The article explores critical ways generative artificial intelligence is reshaping public relations in 2025, emphasizing seven core use case categories: extraction, classification, summarization, question answering, rewriting, synthesis, and generation. The author, Christopher S. Penn, draws from his keynote at Ukraine’s Tech PR School and ongoing support for Ukraine, illustrating how these techniques can be practically deployed by communicators and agencies in their daily operations. He underscores that any modern PR team not utilizing powerful deep research tools for extracting web and media data risks obsolescence.

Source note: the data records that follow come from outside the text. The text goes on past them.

//! Shell completion generation.

use std::io;

use clap::CommandFactory;
use clap_complete::{generate, shells};

use crate::{
    cli::{Cli, CompletionsArgs, Shell},
    error::CliResult,
};

pub fn execute(args: CompletionsArgs) -> CliResult<()> {
    let mut cmd = Cli::command();
    let mut out = io::stdout();

    match args.shell {
        Shell::Bash => generate(shells::Bash, &mut cmd, "weft", &mut out),
        Shell::Zsh => generate(shells::Zsh, &mut cmd, "weft", &mut out),
        Shell::Fish => generate(shells::Fish, &mut cmd, "weft", &mut out),
        Shell::PowerShell => generate(shells::PowerShell, &mut cmd, "weft", &mut out),
        Shell::Elvish => generate(shells::Elvish, &mut cmd, "weft", &mut out),
    };

    Ok(())
}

Each use case is dissected with PR-specific examples. For extraction, Penn demonstrates capturing Google Business Reviews through vision language models like Google’s Gemini and using prompts to convert visual data into machine-readable JSON format. The classification stage involves sentiment analysis, emphasizing the need to use artificial intelligence for data augmentation rather than direct number crunching, relying on models to write code that processes data accurately. Summarization transforms extensive review datasets into actionable, client-ready insights and visual reports, focusing on priorities that matter to clients, such as customer sentiment and occupancy rates for hospitality businesses.

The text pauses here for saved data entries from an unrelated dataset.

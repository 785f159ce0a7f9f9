//! # Weft CLI
//!
//! Composes template files linked by `include` / `extends` directives and
//! renders them with Handlebars.
//!
//! ## Startup sequence
//!
//! 1. Parse CLI arguments (clap handles `--help` / `--version` early-exit).
//! 2. Initialise the tracing subscriber (logging).
//! 3. Load configuration (defaults + file + env).
//! 4. Build the [`OutputManager`].
//! 5. Dispatch to the appropriate command handler.
//! 6. Translate any [`CliError`] into a user-facing message and exit code.
//!
//! ## Exit codes
//!
//! | Code | Meaning                         |
//! |------|---------------------------------|
//! |  0   | Success                         |
//! |  1   | Internal / system error         |
//! |  2   | User error, malformed template  |
//! |  3   | Template or file not found      |
//! |  4   | Configuration error             |

use std::process::ExitCode;

use clap::Parser;
use tracing::{debug, info, instrument};

use crate::{
    cli::{Cli, Commands},
    config::AppConfig,
    error::{CliError, CliResult},
    logging::init_logging,
    output::OutputManager,
};

mod cli;
mod commands;
mod config;
mod error;
mod logging;
mod output;

fn main() -> ExitCode {
    // A missing .env is fine.
    let _ = dotenvy::dotenv();

    let cli = match Cli::try_parse() {
        Ok(cli) => cli,
        // --help and --version arrive here too; clap knows their exit code.
        Err(e) => e.exit(),
    };

    if let Err(e) = init_logging(&cli.global) {
        eprintln!("Failed to initialise logging: {e}");
        return ExitCode::from(1);
    }

    debug!(
        verbose = cli.global.verbose,
        quiet = cli.global.quiet,
        no_color = cli.global.no_color,
        "CLI started"
    );

    let verbose = cli.global.verbose > 0;
    let no_color = cli.global.no_color;

    let config = match AppConfig::load(cli.global.config.as_ref()) {
        Ok(cfg) => cfg,
        Err(e) => return handle_error(e, verbose, no_color),
    };

    let output = OutputManager::new(&cli.global, &config);

    match run(cli.command, config, output) {
        Ok(()) => {
            info!("Weft completed successfully");
            ExitCode::SUCCESS
        }
        Err(e) => handle_error(e, verbose, no_color),
    }
}

/// Dispatch to the correct command handler.
#[instrument(skip_all)]
fn run(command: Commands, config: AppConfig, output: OutputManager) -> CliResult<()> {
    match command {
        Commands::Render(args) => commands::render::execute(args, config, output),
        Commands::Units(args) => commands::units::execute(args, config, output),
        Commands::Scan(args) => commands::scan::execute(args, output),
        Commands::Completions(args) => commands::completions::execute(args),
        Commands::Config(cmd) => commands::config::execute(cmd, config, output),
    }
}

/// Translate a `CliError` into a user message and an exit code.
fn handle_error(err: CliError, verbose: bool, no_color: bool) -> ExitCode {
    err.log();

    // stderr, so the message survives a redirected stdout.
    let msg = if !no_color && std::io::IsTerminal::is_terminal(&std::io::stderr()) {
        err.format_colored(verbose)
    } else {
        err.format_plain(verbose)
    };
    eprint!("{msg}");

    ExitCode::from(err.exit_code())
}

// ── tests ─────────────────────────────────────────────────────────────────────

#[cfg(test)]
mod tests {
    use super::*;
    use clap::CommandFactory;

    #[test]
    fn cli_structure_is_valid() {
        Cli::command().debug_assert();
    }

    #[test]
    fn cli_version_matches_cargo() {
        let cmd = Cli::command();
        assert_eq!(cmd.get_version(), Some(env!("CARGO_PKG_VERSION")));
    }

    #[test]
    fn cli_has_author() {
        let cmd = Cli::command();
        assert!(cmd.get_author().is_some());
    }
}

The article further explains how question answering with deep research agents facilitates targeted media outreach and effective campaign planning. Penn highlights the importance of tailored prompts and the CASINO framework to avoid wasting limited research quotas, promoting clarity of thought and strategic intent. In rewriting, generative artificial intelligence adapts generic pitches to the communication styles and interests of individual journalists or influencers, vastly increasing campaign efficacy. Synthesis merges review, market, and media data to develop nuanced PR strategies and customer profiles, moving beyond siloed datasets. The final step, generation, is regarded as the least effective when used without prior context but becomes transformative when grounded in rich, well-prepared data, enabling bespoke strategy creation and detailed tactical execution plans. Penn ultimately encourages readers to audit their PR teams and methodologies, warning that failure to embrace these artificial intelligence-powered workflows signals a need for change, while stressing that these advances remain accessible without deep technical expertise.